Beginning at the line that holds "-> Result<String, jsonwebtoken::errors::Error>", restate each line exactly through the final line of the records. Include both of those lines.

▸ **Collected data entries**:
= Beginning of Section =

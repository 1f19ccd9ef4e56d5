//! JWT access tokens.
//!
//! Tokens are HS256-signed JWTs whose subject is the raw wallet address the
//! wallet connector authenticated. The address is canonicalized by the
//! identity resolver on every request, not here.

use jsonwebtoken::{decode, encode, DecodingKey, EncodingKey, Header, Validation};
use serde::{Deserialize, Serialize};
use uuid::Uuid;

/// JWT claims embedded in every access token.
#[derive(Debug, Serialize, Deserialize, Clone)]
pub struct Claims {
    /// Subject -- the wallet address as presented at sign-in.
    pub sub: String,
    /// Expiration time (UTC Unix timestamp).
    pub exp: i64,
    /// Issued-at time (UTC Unix timestamp).
    pub iat: i64,
    /// Unique token identifier (UUID v4).
    pub jti: String,
}

/// Configuration for JWT token generation and validation.
#[derive(Debug, Clone)]
pub struct JwtConfig {
    /// HMAC-SHA256 secret used to sign and verify tokens.
    pub secret: String,
    /// Access token lifetime in minutes (default: 60).
    pub access_token_expiry_mins: i64,
}

/// Default access token expiry in minutes.
const DEFAULT_ACCESS_EXPIRY_MINS: i64 = 60;

impl JwtConfig {
    /// Load JWT configuration from environment variables.
    ///
    /// | Env Var                  | Required | Default |
    /// |--------------------------|----------|---------|
    /// | `JWT_SECRET`             | **yes**  | --      |
    /// | `JWT_ACCESS_EXPIRY_MINS` | no       | `60`    |
    ///
    /// # Panics
    ///
    /// Panics if `JWT_SECRET` is not set or is empty.
    pub fn from_env() -> Self {
        let secret =
            std::env::var("JWT_SECRET").expect("JWT_SECRET must be set in the environment");
        assert!(!secret.is_empty(), "JWT_SECRET must not be empty");

        let access_token_expiry_mins: i64 = std::env::var("JWT_ACCESS_EXPIRY_MINS")
            .unwrap_or_else(|_| DEFAULT_ACCESS_EXPIRY_MINS.to_string())
            .parse()
            .expect("JWT_ACCESS_EXPIRY_MINS must be a valid i64");

        Self {
            secret,
            access_token_expiry_mins,
        }
    }
}

/// Generate an HS256 access token for the given wallet.
pub fn generate_access_token(
    wallet: &str,
    config: &JwtConfig,
) -> Result<String, jsonwebtoken::errors::Error> {
    let now = chrono::Utc::now().timestamp();
    let exp = now + config.access_token_expiry_mins * 60;

    let claims = Claims {
        sub: wallet.to_string(),
        exp,
        iat: now,
        jti: Uuid::new_v4().to_string(),
    };

    encode(
        &Header::default(),
        &claims,
        &EncodingKey::from_secret(config.secret.as_bytes()),
    )
}

/// Validate and decode an access token, returning the embedded [`Claims`].
pub fn validate_token(
    token: &str,
    config: &JwtConfig,
) -> Result<Claims, jsonwebtoken::errors::Error> {
    let token_data = decode::<Claims>(
        token,
        &DecodingKey::from_secret(config.secret.as_bytes()),
        &Validation::default(), // HS256, validates exp
    )?;
    Ok(token_data.claims)
}

#[cfg(test)]
mod tests {
    use super::*;

    fn test_config() -> JwtConfig {
        JwtConfig {
            secret: "test-secret-that-is-long-enough-for-hmac".to_string(),
            access_token_expiry_mins: 15,
        }
    }

    #[test]
    fn generated_token_round_trips_subject() {
        let config = test_config();
        let token = generate_access_token("0xAbC", &config).unwrap();
        let claims = validate_token(&token, &config).unwrap();

        assert_eq!(claims.sub, "0xAbC");
        assert_eq!(claims.exp - claims.iat, 15 * 60);
        assert!(Uuid::parse_str(&claims.jti).is_ok());
    }

    #[test]
    fn token_signed_with_other_secret_is_rejected() {
        let token = generate_access_token("0xabc", &test_config()).unwrap();
        let other = JwtConfig {
            secret: "a-completely-different-secret-value".to_string(),
            access_token_expiry_mins: 15,
        };
        assert!(validate_token(&token, &other).is_err());
    }

    #[test]
    fn expired_token_is_rejected() {
        let config = JwtConfig {
            access_token_expiry_mins: -10,
            ..test_config()
        };
        let token = generate_access_token("0xabc", &config).unwrap();
        assert!(validate_token(&token, &config).is_err());
    }
}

= End of Section =

▸ **Answer below**:
) -> Result<String, jsonwebtoken::errors::Error> {
    let now = chrono::Utc::now().timestamp();
    let exp = now + config.access_token_expiry_mins * 60;

    let claims = Claims {
        sub: wallet.to_string(),
        exp,
        iat: now,
        jti: Uuid::new_v4().to_string(),
    };

    encode(
        &Header::default(),
        &claims,
        &EncodingKey::from_secret(config.secret.as_bytes()),
    )
}

/// Validate and decode an access token, returning the embedded [`Claims`].
pub fn validate_token(
    token: &str,
    config: &JwtConfig,
) -> Result<Claims, jsonwebtoken::errors::Error> {
    let token_data = decode::<Claims>(
        token,
        &DecodingKey::from_secret(config.secret.as_bytes()),
        &Validation::default(), // HS256, validates exp
    )?;
    Ok(token_data.claims)
}

#[cfg(test)]
mod tests {
    use super::*;

    fn test_config() -> JwtConfig {
        JwtConfig {
            secret: "test-secret-that-is-long-enough-for-hmac".to_string(),
            access_token_expiry_mins: 15,
        }
    }

    #[test]
    fn generated_token_round_trips_subject() {
        let config = test_config();
        let token = generate_access_token("0xAbC", &config).unwrap();
        let claims = validate_token(&token, &config).unwrap();

        assert_eq!(claims.sub, "0xAbC");
        assert_eq!(claims.exp - claims.iat, 15 * 60);
        assert!(Uuid::parse_str(&claims.jti).is_ok());
    }

    #[test]
    fn token_signed_with_other_secret_is_rejected() {
        let token = generate_access_token("0xabc", &test_config()).unwrap();
        let other = JwtConfig {
            secret: "a-completely-different-secret-value".to_string(),
            access_token_expiry_mins: 15,
        };
        assert!(validate_token(&token, &other).is_err());
    }

    #[test]
    fn expired_token_is_rejected() {
        let config = JwtConfig {
            access_token_expiry_mins: -10,
            ..test_config()
        };
        let token = generate_access_token("0xabc", &config).unwrap();
        assert!(validate_token(&token, &config).is_err());
    }
}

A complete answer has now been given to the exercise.